El verdadero cambio se logrará sólo con educación. El país logrará su desarrollo en la medida que la calidad de la educación mejore significativamente. Esto significa que la formación docente tiene que primero revolucionar. Si tomamos al modelo mundial de la educación, Finlandia, sólo uno de cada de diez postulantes logra alcanzar un ingreso a las facultades de educación debido al gran nivel de exigencia existente. No solo demostrar capacidades en las materias enseñadas, sino también cualidades como la empatía y la comunicación.
Solo buenos docentes lograrán buenos resultados en sus discípulos con una verdadera formación consejo y guía a nuestros hijos. Debemos de dejar de recular en la educación. Somos como el cangrejo, caminamos hacia atrás ya no se imparten valores en los centros educativos. La sociedad parece haber perdido el respeto, la solidaridad, la puntualidad y lo que es más importante, el amor a la profesión. Un gran porcentaje de maestros acude a sus centros educativos sólo para hacer presencia y luego cobrar sus sueldos; trabajan sin motivación y menos con pasión, especialmente en las zona rural donde hay escaso o nulo control.
Este punto indica otro problema importante en nuestra cultura, la llamada “viveza criolla”… el tratar de hacernos los vivos se ha hecho un estilo de vida. Los maestros no deberían de necesitar estar en permanente cuidado, con un capataz a su espalda, para que cumplan su trabajo a conciencia. El maestro se destacó antiguamente por ser una autoridad en su comunidad y en su pueblo.

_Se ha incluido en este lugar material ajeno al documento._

//! Queue configuration.

use std::time::Duration;

use serde::{Deserialize, Serialize};

use crate::error::ConfigError;

pub const MIN_WAIT_TIMEOUT: Duration = Duration::from_secs(1);
pub const MAX_WAIT_TIMEOUT: Duration = Duration::from_secs(300);

const DEFAULT_WAIT_TIMEOUT: Duration = Duration::from_secs(30);
const DEFAULT_IDLE_GRACE: Duration = Duration::from_secs(60);
const DEFAULT_REAP_INTERVAL: Duration = Duration::from_secs(10);
const DEFAULT_BACKLOG_WARN_THRESHOLD: usize = 10;

/// Configuration for a [`KeyedQueue`](super::KeyedQueue).
#[derive(Debug, Clone, PartialEq, Eq, Serialize, Deserialize)]
pub struct QueueConfig {
    /// How long a record may wait before it starts. Does not bound execution time.
    #[serde(with = "duration_ms", default = "default_wait_timeout")]
    pub wait_timeout: Duration,

    /// How long an idle lane is kept before its state is reclaimed.
    #[serde(with = "duration_ms", default = "default_idle_grace")]
    pub idle_grace: Duration,

    /// How often the idle-lane sweep runs.
    #[serde(with = "duration_ms", default = "default_reap_interval")]
    pub reap_interval: Duration,

    /// Pending depth above which an enqueue logs a backlog warning.
    #[serde(default = "default_backlog_warn_threshold")]
    pub backlog_warn_threshold: usize,
}

fn default_wait_timeout() -> Duration {
    DEFAULT_WAIT_TIMEOUT
}

fn default_idle_grace() -> Duration {
    DEFAULT_IDLE_GRACE
}

fn default_reap_interval() -> Duration {
    DEFAULT_REAP_INTERVAL
}

fn default_backlog_warn_threshold() -> usize {
    DEFAULT_BACKLOG_WARN_THRESHOLD
}

impl Default for QueueConfig {
    fn default() -> Self {
        Self {
            wait_timeout: DEFAULT_WAIT_TIMEOUT,
            idle_grace: DEFAULT_IDLE_GRACE,
            reap_interval: DEFAULT_REAP_INTERVAL,
            backlog_warn_threshold: DEFAULT_BACKLOG_WARN_THRESHOLD,
        }
    }
}

impl QueueConfig {
    #[must_use]
    pub fn with_wait_timeout(mut self, timeout: Duration) -> Self {
        self.wait_timeout = timeout;
        self
    }

    #[must_use]
    pub fn with_idle_grace(mut self, grace: Duration) -> Self {
        self.idle_grace = grace;
        self
    }

    #[must_use]
    pub fn with_reap_interval(mut self, interval: Duration) -> Self {
        self.reap_interval = interval;
        self
    }

    #[must_use]
    pub fn with_backlog_warn_threshold(mut self, threshold: usize) -> Self {
        self.backlog_warn_threshold = threshold;
        self
    }

    pub fn validate(&self) -> Result<(), ConfigError> {
        check_wait_timeout(self.wait_timeout)?;
        if self.reap_interval.is_zero() {
            return Err(ConfigError::Zero {
                field: "reap_interval",
            });
        }
        Ok(())
    }

    /// Defaults overridden by `LANES_WAIT_TIMEOUT_MS`, `LANES_IDLE_GRACE_MS`,
    /// `LANES_REAP_INTERVAL_MS` and `LANES_BACKLOG_WARN`.
    pub fn from_env() -> Result<Self, ConfigError> {
        Self::from_lookup(|var| std::env::var(var).ok())
    }

    fn from_lookup(lookup: impl Fn(&'static str) -> Option<String>) -> Result<Self, ConfigError> {
        let mut config = Self::default();

        if let Some(ms) = parse_var(&lookup, "LANES_WAIT_TIMEOUT_MS")? {
            config.wait_timeout = Duration::from_millis(ms);
        }
        if let Some(ms) = parse_var(&lookup, "LANES_IDLE_GRACE_MS")? {
            config.idle_grace = Duration::from_millis(ms);
        }
        if let Some(ms) = parse_var(&lookup, "LANES_REAP_INTERVAL_MS")? {
            config.reap_interval = Duration::from_millis(ms);
        }
        if let Some(threshold) = parse_var(&lookup, "LANES_BACKLOG_WARN")? {
            config.backlog_warn_threshold = usize::try_from(threshold).map_err(|_| {
                ConfigError::InvalidEnv {
                    var: "LANES_BACKLOG_WARN",
                    value: threshold.to_string(),
                }
            })?;
        }

        config.validate()?;
        Ok(config)
    }
}

pub(crate) fn check_wait_timeout(timeout: Duration) -> Result<(), ConfigError> {
    if timeout < MIN_WAIT_TIMEOUT || timeout > MAX_WAIT_TIMEOUT {
        return Err(ConfigError::WaitTimeoutOutOfRange {
            got: timeout,
            min: MIN_WAIT_TIMEOUT,
            max: MAX_WAIT_TIMEOUT,
        });
    }
    Ok(())
}

fn parse_var(
    lookup: &impl Fn(&'static str) -> Option<String>,
    var: &'static str,
) -> Result<Option<u64>, ConfigError> {
    let Some(raw) = lookup(var) else {
        return Ok(None);
    };
    raw.trim()
        .parse::<u64>()
        .map(Some)
        .map_err(|_| ConfigError::InvalidEnv { var, value: raw })
}

/// Serde helper: `Duration` as integer milliseconds.
pub(crate) mod duration_ms {
    use std::time::Duration;

    use serde::{Deserialize, Deserializer, Serializer};

    pub fn serialize<S: Serializer>(d: &Duration, s: S) -> Result<S::Ok, S::Error> {
        let ms = u64::try_from(d.as_millis()).unwrap_or(u64::MAX);
        s.serialize_u64(ms)
    }

    pub fn deserialize<'de, D: Deserializer<'de>>(d: D) -> Result<Duration, D::Error> {
        u64::deserialize(d).map(Duration::from_millis)
    }
}
//! Keyed serial queue.
//!
//! One lane per key. Each lane runs its operations one at a time in enqueue order, while
//! lanes run independently of each other.

mod config;
mod job;
pub(crate) mod memory;
mod record;
mod state;

pub use self::config::{MAX_WAIT_TIMEOUT, MIN_WAIT_TIMEOUT, QueueConfig};
pub(crate) use self::config::duration_ms;
pub use self::job::Completion;
pub use self::memory::KeyedQueue;
pub(crate) use self::record::TaskRecord;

En tiempos actuales el maestro ha perdido el respeto, consecuencia lograda por acciones propias de baja demostración de ética y compromiso. Por ejemplo, en el mes de marzo, muchos buscan la manera de no concurrir a sus escuelas y tiene o buscan aliados en algunos irresponsables galenos para conseguir certificados médicos con el fin de no concurrir a laborar.
Ante estas situaciones, municipalidades como la de Leoncio Prado están tomando medidas de prevención y control; con ayuda de los padres de familia y las UGEL, fiscalizarán y supervisarán a los docentes.